Relevant and even prescient commentary on news, politics and the economy.

Burning a Source ?

Who thinks that Trump is “in the grip of some kind of paranoid delusion” ? That is the very hottest quote in the must read Phllip Rucker “analysis” of what is very wrong with the President.

I immediately tried to guess who had told Rucker that. The source is “One GOP figure close to the White House “. My first guess was Newt Gingrich (who can be relied upon to stab everyone close to him in the back). However, I now think Rucker made it very clear who is the “GOP figure”.

Later in the article I read

Robert M. Gates, a former defense secretary who informally advised Trump during the transition, criticized his handling of Comey’s ouster.

“Not terribly well done,” Gates told John Dickerson in a CBS News interview scheduled to air Sunday on “Face the Nation.”

Hmm Gates is a GOP figure close to the White House who Rucker might have asked to supply additional cutting comments.

The second to last paragraph in the article is

“Trump is so unsophisticated about government, and he lacks even basic knowledge about how the government functions, of what the unwritten but very important rules and traditions are. His attitude toward all those things is they don’t matter: ‘I’m going to drain the swamp!’ ” said a veteran of past Republican administrations who is close to the Trump White House and spoke on the condition of anonymity to candidly critique the president.

That anonymous source is virtually identified as Gates (to the extent that I searched for the quote by searching for “Gates” and had to scroll down and find it by hand to remind myself that the name wasn’t, quite, spelled out.

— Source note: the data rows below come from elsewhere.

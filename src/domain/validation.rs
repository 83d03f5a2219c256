//! Form input validation for login and registration.
//!
//! Checks run in a fixed order and stop at the first failure, so the user
//! only ever sees one message per submit.

use std::sync::OnceLock;

use regex::Regex;
use zeroize::Zeroizing;

/// Minimum password length (in characters).
pub const MIN_PASSWORD_LEN: usize = 6;

/// Minimum display name length on registration (in characters).
pub const MIN_NAME_LEN: usize = 2;

static EMAIL_PATTERN: OnceLock<Regex> = OnceLock::new();

/// User-facing validation failures.
///
/// The `Display` text is shown verbatim in the notification area.
#[derive(Debug, Clone, PartialEq, Eq, thiserror::Error)]
pub enum ValidationError {
    #[error("Please enter both email and password")]
    MissingCredentials,

    #[error("Please fill in all fields")]
    MissingFields,

    #[error("Name must be at least 2 characters long")]
    NameTooShort,

    #[error("Please enter a valid email address")]
    InvalidEmail,

    #[error("Password must be at least 6 characters long")]
    PasswordTooShort,

    #[error("Please fill in all required fields")]
    MissingRecordFields,

    #[error("Please enter a patient ID")]
    EmptyPatientId,
}

/// `local@domain.tld` with no whitespace and a single `@`.
#[must_use]
pub fn is_valid_email(email: &str) -> bool {
    EMAIL_PATTERN
        .get_or_init(|| Regex::new(r"^[^\s@]+@[^\s@]+\.[^\s@]+$").expect("Valid regex"))
        .is_match(email)
}

fn check_email(email: &str) -> Result<(), ValidationError> {
    if is_valid_email(email) {
        Ok(())
    } else {
        Err(ValidationError::InvalidEmail)
    }
}

fn check_password(password: &str) -> Result<(), ValidationError> {
    if password.chars().count() >= MIN_PASSWORD_LEN {
        Ok(())
    } else {
        Err(ValidationError::PasswordTooShort)
    }
}

/// Login form contents.
#[derive(Debug, Clone)]
pub struct Credentials {
    pub email: String,
    pub password: Zeroizing<String>,
}

impl Credentials {
    #[must_use]
    pub fn new(email: impl Into<String>, password: impl Into<String>) -> Self {
        Self {
            email: email.into(),
            password: Zeroizing::new(password.into()),
        }
    }

    /// Presence, then email shape, then password length.
    ///
    /// # Errors
    /// Returns the first failing check.
    pub fn validate(&self) -> Result<(), ValidationError> {
        if self.email.is_empty() || self.password.is_empty() {
            return Err(ValidationError::MissingCredentials);
        }
        check_email(&self.email)?;
        check_password(&self.password)
    }

    /// Display name derived from the email local part.
    #[must_use]
    pub fn display_name(&self) -> &str {
        self.email.split('@').next().unwrap_or_default()
    }
}

/// Registration form contents.
#[derive(Debug, Clone)]
pub struct Registration {
    pub name: String,
    pub credentials: Credentials,
}

impl Registration {
    #[must_use]
    pub fn new(
        name: impl Into<String>,
        email: impl Into<String>,
        password: impl Into<String>,
    ) -> Self {
        Self {
            name: name.into(),
            credentials: Credentials::new(email, password),
        }
    }

    /// Presence, then name length, then email shape, then password length.
    ///
    /// # Errors
    /// Returns the first failing check.
    pub fn validate(&self) -> Result<(), ValidationError> {
        let creds = &self.credentials;
        if self.name.is_empty() || creds.email.is_empty() || creds.password.is_empty() {
            return Err(ValidationError::MissingFields);
        }
        if self.name.chars().count() < MIN_NAME_LEN {
            return Err(ValidationError::NameTooShort);
        }
        check_email(&creds.email)?;
        check_password(&creds.password)
    }
}

#[cfg(test)]
mod tests {
    use super::*;

    #[test]
    fn test_email_pattern() {
        assert!(is_valid_email("jane@clinic.org"));
        assert!(is_valid_email("a.b+c@sub.domain.io"));
        assert!(!is_valid_email("jane.clinic.org"));
        assert!(!is_valid_email("jane@clinic"));
        assert!(!is_valid_email("jane@@clinic.org"));
        assert!(!is_valid_email("ja ne@clinic.org"));
        assert!(!is_valid_email("@clinic.org"));
        assert!(!is_valid_email("jane@.org"));
    }

    #[test]
    fn test_login_check_order() {
        assert_eq!(
            Credentials::new("", "secret1").validate(),
            Err(ValidationError::MissingCredentials)
        );
        assert_eq!(
            Credentials::new("bad", "x").validate(),
            Err(ValidationError::InvalidEmail)
        );
        assert_eq!(
            Credentials::new("jane@clinic.org", "12345").validate(),
            Err(ValidationError::PasswordTooShort)
        );
        assert!(Credentials::new("jane@clinic.org", "123456").validate().is_ok());
    }

    #[test]
    fn test_registration_check_order() {
        assert_eq!(
            Registration::new("", "jane@clinic.org", "secret1").validate(),
            Err(ValidationError::MissingFields)
        );
        assert_eq!(
            Registration::new("J", "bad", "x").validate(),
            Err(ValidationError::NameTooShort)
        );
        assert_eq!(
            Registration::new("Jo", "bad", "x").validate(),
            Err(ValidationError::InvalidEmail)
        );
        assert!(Registration::new("Jo", "jo@clinic.org", "secret").validate().is_ok());
    }

    #[test]
    fn test_display_name() {
        assert_eq!(Credentials::new("jane.doe@clinic.org", "x").display_name(), "jane.doe");
    }

    #[test]
    fn test_messages() {
        assert_eq!(
            ValidationError::PasswordTooShort.to_string(),
            "Password must be at least 6 characters long"
        );
        assert_eq!(
            ValidationError::NameTooShort.to_string(),
            "Name must be at least 2 characters long"
        );
    }
}
//! # Verolix
//!
//! Local-only health record demo with patient and doctor dashboards.
//!
//! This crate provides:
//! - A pseudo-session (login/registration with form validation only)
//! - A medical record store with search
//! - A patient profile store and a doctor-side patient lookup
//! - Terminal UI for local-only use
//!
//! ## Architecture
//!
//! The crate follows Hexagonal Architecture:
//! - `domain`: Core types (User, MedicalRecord, PatientProfile, validation)
//! - `ports`: Trait definitions for external operations (key-value storage)
//! - `adapters`: Concrete implementations (SQLite, log sanitization)
//! - `application`: Session, record, profile and lookup services
//! - `tui`: Terminal user interface

pub mod adapters;
pub mod application;
pub mod config;
pub mod domain;
pub mod ports;
pub mod tui;

pub use domain::{MedicalRecord, PatientProfile, PatientSnapshot, RecordType, Role, User};

/// Result type for Verolix operations
pub type Result<T> = std::result::Result<T, VerolixError>;

/// Main error type for Verolix
#[derive(Debug, thiserror::Error)]
pub enum VerolixError {
    #[error("Storage operation failed: {0}")]
    Storage(#[from] adapters::StorageError),

    #[error("{0}")]
    Validation(#[from] domain::ValidationError),

    #[error("No patient found with ID {0}")]
    PatientNotFound(String),

    #[error("Serialization error: {0}")]
    Serialization(#[from] serde_json::Error),
}

impl VerolixError {
    /// Whether the error is a user mistake the form can recover from.
    #[must_use]
    pub fn is_user_facing(&self) -> bool {
        matches!(self, Self::Validation(_) | Self::PatientNotFound(_))
    }
}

In other transparent anonymity I read “a third person denied that Bannon first learned Comey had been fired from television news reports and said that he had actually counseled Trump to delay his decision to lessen the political backlash.” Uh what “third” person could be the one who claims that Bannon wasn’t out of the loop, is familiar with Bannon’s thoughts, and notes that they were prescient ?

How about Patrick Caddell (the most hacktacular hack in the world) later identified as “Pollster Patrick H. Caddell, a longtime confidant of Bannon who served in Jimmy Carter’s White House,”? Rucker couldn’t find a Republican to Ballance the general view that Trump is destroying his presidency, so he had to go to old reliable Caddell for the Democrats in disarray distraction.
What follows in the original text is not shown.